**WHAT IS BEING ASKED**
Provide the number of lines in the material containing the word "QueryTimeout", with nothing added.

**DATASET CONTENT**
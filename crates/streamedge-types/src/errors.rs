use std::error::Error;
use std::fmt::{Display, Formatter};

/// Flat error taxonomy for the streaming pipeline. Background loops never propagate
/// these upward; only `QueryService` and config validation surface them to a caller.
#[derive(Debug, Clone)]
pub enum StreamError {
    DecodeError(String),
    MissingField(String),
    ConnectionLost(String),
    BackpressureDropped(String),
    QueryTimeout,
    Validation { field: Option<String>, message: String },
    InitError(String),
}

impl Display for StreamError {
    fn fmt(&self, f: &mut Formatter<'_>) -> std::fmt::Result {
        match self {
            StreamError::DecodeError(msg) => write!(f, "failed to decode event: {msg}"),
            StreamError::MissingField(field) => {
                write!(f, "event missing required scoping field: {field}")
            }
            StreamError::ConnectionLost(msg) => write!(f, "bus connection lost: {msg}"),
            StreamError::BackpressureDropped(reason) => {
                write!(f, "event dropped under backpressure: {reason}")
            }
            StreamError::QueryTimeout => write!(f, "query exceeded its deadline"),
            StreamError::Validation { field, message } => match field {
                Some(field) => write!(f, "invalid value for {field}: {message}"),
                None => write!(f, "invalid query: {message}"),
            },
            StreamError::InitError(stage) => write!(f, "failed to initialize {stage}"),
        }
    }
}

impl Error for StreamError {}

impl From<redis::RedisError> for StreamError {
    fn from(err: redis::RedisError) -> Self {
        StreamError::ConnectionLost(err.to_string())
    }
}

impl From<serde_json::Error> for StreamError {
    fn from(err: serde_json::Error) -> Self {
        StreamError::DecodeError(err.to_string())
    }
}

pub type StreamResult<T> = Result<T, StreamError>;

**TASK SOLUTION**
2